The Competition Tribunal has recently unconditionally approved a large merger between Pareto Limited and Fountainhead Property Trust Collective Investment Scheme in Property, which has an interest in Westgate Mall. The transaction resulted in the acquisition of sole control by Pareto in Westgate, which has been jointly controlled by the merging parties pre-transaction.
The Tribunal accepted the product market definition identified by the Competition Commission as the market for the provision of rentable retail space in comparative centres. Interestingly, the Commission departed from the traditional approach to product market definition in the retail property industry, which was primarily based on the size of the retail centre concerned. The Commission acknowledged that, while Westgate is a super-regional centre in terms of size, size alone is not determinative of the substitutability of other centres. The Commission, in conducting a more intensive investigation into the market, noted that "centres of vastly different sizes do in fact constrain one another." The Commission therefore elected to define the market as the market for comparative centres.
In terms of geographical market definition, the market was assessed by reference to a 15km radius. It was found that retail space beyond this radius would not exert a competitive constraint on Westgate.
Based on this market definition, the Tribunal found that the transaction would not result in a substantial prevention or lessening of competition in the relevant market. The Tribunal noted that while Pareto already controls a number of retail spaces in South Africa, Pareto's only interest within the relevant market is its sole ownership of Cresta Shopping Centre. Additionally, the Tribunal found the transaction would not result in any market share accretion as Pareto would continue to hold between 16% and 27% of the market post-merger.
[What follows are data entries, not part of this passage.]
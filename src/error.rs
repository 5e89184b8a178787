//! Error types shared across the fleet.
//!
//! Each domain gets its own enum: credential storage, the refresh handshake,
//! the remote task client, and the compute step. Worker-level policy (what is
//! retried, what trips the circuit breaker) lives in `worker`, not here.

use std::path::PathBuf;

/// Errors from the encrypted credential store.
#[derive(Debug, thiserror::Error)]
pub enum TokenError {
    /// A stored line could not be decrypted with the current key.
    ///
    /// This excludes the affected credential from the run; it never aborts
    /// loading the rest of the file.
    #[error("stored credential could not be decrypted: {reason}")]
    CorruptStorage { reason: String },

    /// The credential is not a decodable JWT.
    #[error("malformed token: {reason}")]
    MalformedToken { reason: String },

    /// Encryption of a credential failed.
    #[error("encryption failed: {reason}")]
    Crypto { reason: String },

    /// Filesystem error on the token or key file.
    #[error("I/O error on {path}: {source}")]
    Io {
        path: PathBuf,
        #[source]
        source: std::io::Error,
    },
}

/// Errors from the credential refresh handshake.
///
/// The refresher never retries internally; the worker decides whether and
/// when to try again.
#[derive(Debug, thiserror::Error)]
pub enum RefreshError {
    /// The challenge endpoint answered with a non-success status.
    #[error("auth challenge unavailable (HTTP {status})")]
    ChallengeUnavailable { status: u16 },

    /// The verify endpoint rejected the signed challenge or returned no token.
    #[error("challenge exchange rejected: {reason}")]
    ExchangeRejected { reason: String },

    /// Transport-level failure anywhere in the handshake.
    #[error("refresh handshake failed: {0}")]
    Failed(#[from] reqwest::Error),

    /// No signing secret is configured, so no challenge can be signed.
    #[error("no signing secret configured")]
    MissingSecret,
}

/// Errors from the remote task client.
#[derive(Debug, thiserror::Error)]
pub enum ClientError {
    /// HTTP 401: the service no longer accepts this credential.
    ///
    /// Surfaced immediately, never retried; the worker handles it by
    /// refreshing on the next credential check instead of burning attempts.
    #[error("service rejected the credential")]
    CredentialRejected,

    /// Task fetch gave up after exhausting the retry budget.
    #[error("task fetch failed after {attempts} attempts: {reason}")]
    FetchFailed { attempts: u32, reason: String },

    /// Result submission gave up after exhausting the retry budget.
    #[error("result submission failed after {attempts} attempts: {reason}")]
    SubmitFailed { attempts: u32, reason: String },

    /// Request-level transport failure (timeout, connection reset).
    #[error("request failed: {0}")]
    Transport(#[from] reqwest::Error),

    /// Response body did not match the wire contract.
    #[error("unexpected response: {reason}")]
    InvalidResponse { reason: String },

    /// The service answered with a non-zero status code in the body.
    #[error("service returned code {code}")]
    ServiceCode { code: i64 },

    /// A fleet shutdown aborted the call.
    #[error("cancelled by shutdown")]
    Cancelled,
}

impl ClientError {
    /// Whether the retry policy may try this call again.
    pub fn is_retryable(&self) -> bool {
        !matches!(self, ClientError::CredentialRejected | ClientError::Cancelled)
    }
}

/// Errors from the deterministic compute step.
#[derive(Debug, thiserror::Error)]
pub enum ComputeError {
    /// Operand sizes differ. This is a programming error, never retried.
    #[error("matrix dimensions do not match: {left}x{left} vs {right}x{right}")]
    DimensionMismatch { left: usize, right: usize },

    /// The hash reduced to zero, so the result ratio is undefined.
    #[error("hash reduced to zero, result ratio undefined")]
    DivideByZero,
}
//! Untrusted JWT claims inspection.
//!
//! Tokens are bearer JWTs whose payload carries a self-reported `exp` claim.
//! The service is the only party that verifies signatures; this module only
//! reads the claimed expiry to decide when to refresh. Decoded claims are
//! never treated as authenticated.

use base64::Engine as _;
use base64::engine::general_purpose::URL_SAFE_NO_PAD;
use chrono::{DateTime, TimeZone, Utc};
use serde::Deserialize;

use crate::error::TokenError;

/// How long before the claimed expiry a token counts as expired.
pub const EXPIRY_LEAD_SECS: i64 = 3600;

/// Claims decoded from a token payload, without signature verification.
#[derive(Debug, Clone, Default, Deserialize)]
pub struct TokenClaims {
    /// Expiry as seconds since the Unix epoch. Absence means the token is
    /// unusable and must be refreshed.
    #[serde(default)]
    pub exp: Option<i64>,
    /// Subject, when present. Only used for display.
    #[serde(default)]
    pub sub: Option<String>,
}

impl TokenClaims {
    /// The claimed expiry instant, if any.
    pub fn expires_at(&self) -> Option<DateTime<Utc>> {
        self.exp.and_then(|secs| Utc.timestamp_opt(secs, 0).single())
    }
}

/// Decode the payload segment of a JWT without verifying its signature.
pub fn decode_unverified(token: &str) -> Result<TokenClaims, TokenError> {
    let segments: Vec<&str> = token.split('.').collect();
    let [_, payload, _] = segments.as_slice() else {
        return Err(TokenError::MalformedToken {
            reason: "expected three dot-separated segments".to_string(),
        });
    };

    let bytes = URL_SAFE_NO_PAD
        .decode(payload)
        .map_err(|e| TokenError::MalformedToken {
            reason: format!("payload is not base64url: {e}"),
        })?;

    serde_json::from_slice(&bytes).map_err(|e| TokenError::MalformedToken {
        reason: format!("payload is not a JSON object: {e}"),
    })
}

/// Whether `token` is expired or will expire within `lead_secs`.
///
/// Fails safe toward refreshing: a malformed token or a missing `exp` claim
/// counts as expired.
pub fn is_expired(token: &str, lead_secs: i64) -> bool {
    let claims = match decode_unverified(token) {
        Ok(claims) => claims,
        Err(e) => {
            tracing::debug!("treating undecodable token as expired: {e}");
            return true;
        }
    };
    let Some(expires_at) = claims.expires_at() else {
        return true;
    };
    expires_at <= Utc::now() + chrono::Duration::seconds(lead_secs)
}

/// Short display label for a token, safe for logs.
pub fn label(token: &str) -> String {
    let prefix: String = token.chars().take(8).collect();
    format!("{prefix}…")
}

#[cfg(test)]
pub(crate) mod test_support {
    use base64::Engine as _;
    use base64::engine::general_purpose::URL_SAFE_NO_PAD;

    /// Build an unsigned JWT whose payload is the given JSON value.
    pub fn make_jwt(payload: serde_json::Value) -> String {
        let header = URL_SAFE_NO_PAD.encode(br#"{"alg":"none","typ":"JWT"}"#);
        let body = URL_SAFE_NO_PAD.encode(payload.to_string().as_bytes());
        format!("{header}.{body}.sig")
    }

    /// An unsigned JWT expiring `offset_secs` from now.
    pub fn jwt_expiring_in(offset_secs: i64) -> String {
        let exp = chrono::Utc::now().timestamp() + offset_secs;
        make_jwt(serde_json::json!({ "exp": exp, "sub": "worker" }))
    }
}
In determining whether the transaction would incentivise Pareto to engage in anti-competitive conduct, the Commission found that post-merger rental rates would be determined solely by Pareto. In light of this, the Commission contacted various tenants to ascertain whether the transaction would enable Pareto to increase rental prices. The majority of tenants contacted by the Commission indicated that they were already in the process of renewing their lease agreements which would extend into Pareto's term as sole controller of Westgate. The Commission also stated that Pareto would not be able to exercise market power post-merger as it would be constrained by other comparative centres.
The decision is a reminder of the necessity to notify transactions in respect of which the acquiring firm already has a pre-existing interest in the target entity, but will be acquiring a form of unfettered control by virtue of the transaction. The decision furthermore suggests that the retail property market is not solely determined by the size of the shopping centres concerned, but by various factors that are relevant to the determination of substitutability.